Avec le renversement populaire du régime de Ben Ali et le prolongement des luttes armées en Lybie, plus de trente mille réfugiés nord-africains ont rejoint dans l’adversité, les rives de Lampedusa. Si en 2010, l’Italie recensait 4 300 nouveaux venus, il s’agit désormais d’un véritable boom migratoire – un « tsunami humain » pour Silvio Berlusconi. Selon l’Organisation internationale pour les migrations, environ 10 300 migrants venus de Libye ont déjà atteint l’île méridionale depuis le début de l’année, et encore 24 000 issus de Tunisie.

Les arrivants sont placés dans des centres d’accueil dont la sous-capacité (800 personnes) rend les conditions inhumaines. Lampedusa représente le premier point d’accès à l’espace européen et ainsi l’espoir d’un nouvel avenir pour ces migrants qui ont quitté leurs pays, dans un contexte transitoire de vide politique et de difficulté économique. Il arrive régulièrement que les voyageurs précaires soient victimes de noyade : Migreurop compte plus de mille morts en mer depuis le mois de janvier, malgré le travail sans relâche des secouristes.

Cette situation alarmante résulte à la fois de facteurs structurels et conjoncturels. Structurels parce que pendant longtemps la rive Nord est restée complaisante envers les régimes autoritaires de la rive Sud, creusant ainsi l’écart de richesse et de libertés politiques. Conjoncturels parce que la Libye tarde à sortir de la violence. Malgré les annonces d’une intervention rapide, les opérations de l’alliance atlantique peinent à se conclure. Qaddafi tient en place et la Libye demeure un terrain d’affrontement que les populations civiles n’ont d’autre choix que de fuir. Et les premiers méfaits surgissent ; lundi The Guardian relatait d’une forme de non-assistance à personne en danger. Un porte-avions de l’OTAN aurait laissé mourir de faim et de soif plus de soixante passagers au large des côtes, malgré les appels de détresse.
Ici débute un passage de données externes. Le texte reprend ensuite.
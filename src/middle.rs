//! The middle end: lowers a checked AST to the SSA IR (`ir`), then runs the
//! pass pipeline the back end needs before it can emit assembly.
//!
//! Pass order (see `back::codegen::compile` for the actual driver):
//! `build` -> `cfg` (dominance) -> `mem2reg` -> `liveness` -> `regalloc`
//! (which loops internally on spill) -> `critical_edge` -> `phi_elim`.
//! Each module's doc comment states the invariants it assumes and the ones
//! it re-establishes, so a pass can be read in isolation from its neighbors.

pub mod ir;
pub mod build;
pub mod cfg;
pub mod mem2reg;
pub mod liveness;
pub mod regalloc;
pub mod critical_edge;
pub mod phi_elim;

pub use build::{build, BuildError};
L’Italie se trouve devant l’inabordable gestion d’une crise humanitaire pour laquelle une solidarité européenne aurait dû s’enclencher. Sur une question qui concerne pourtant et avant tout les frontières de l’Europe, le ministre français des affaires étrangères balayait d’un coup toute perspective d’entraide, en déclarant le 7 avril, que la France n’entendait pas « subir » le flux d’immigrés et qu’elle refoulerait les clandestins vers l’Italie. Ainsi dès le lendemain, le quotidien Il Tempo titrait avec amertume : « Liberté sans fraternité ». En Europe, populisme et repli xénophobe se manifestent de manière croissante et la dialectique de la crainte prend des formes plus concrètes : Athènes envisage désormais la construction d’un mur le long du fleuve Evros, douze kilomètres de barbelés et de technologie couteuse.

Désormais nous assistons au pillage systématique des principes d’une politique commune, avec pour mot d’ordre le « chacun pour soi au détriment des autres ». Face aux défis que posent les changements du monde arabe, la concertation européenne est indispensable mais tristement absente, notamment en matière migratoire. Selon Catherine de Wenden, chercheuse au CERI, les pays de la rive Nord se sont contentés jusqu’à présent de multiplier les accords bilatéraux, négociés « d’homme à homme » entre chefs d’Etat, et non de mettre en œuvre une politique multilatérale.

Par le blocage des trains entre la frontière italienne et française et la suspension de la convention de Schengen, l’idée de libre circulation, un acquis parmi les plus profonds de la construction européenne se voit remis en question. La régression conceptuelle est considérable : l’idée d’Europe en tant que territoire uni est abandonnée pour retourner à la « mosaïque d’Etats-Nations ».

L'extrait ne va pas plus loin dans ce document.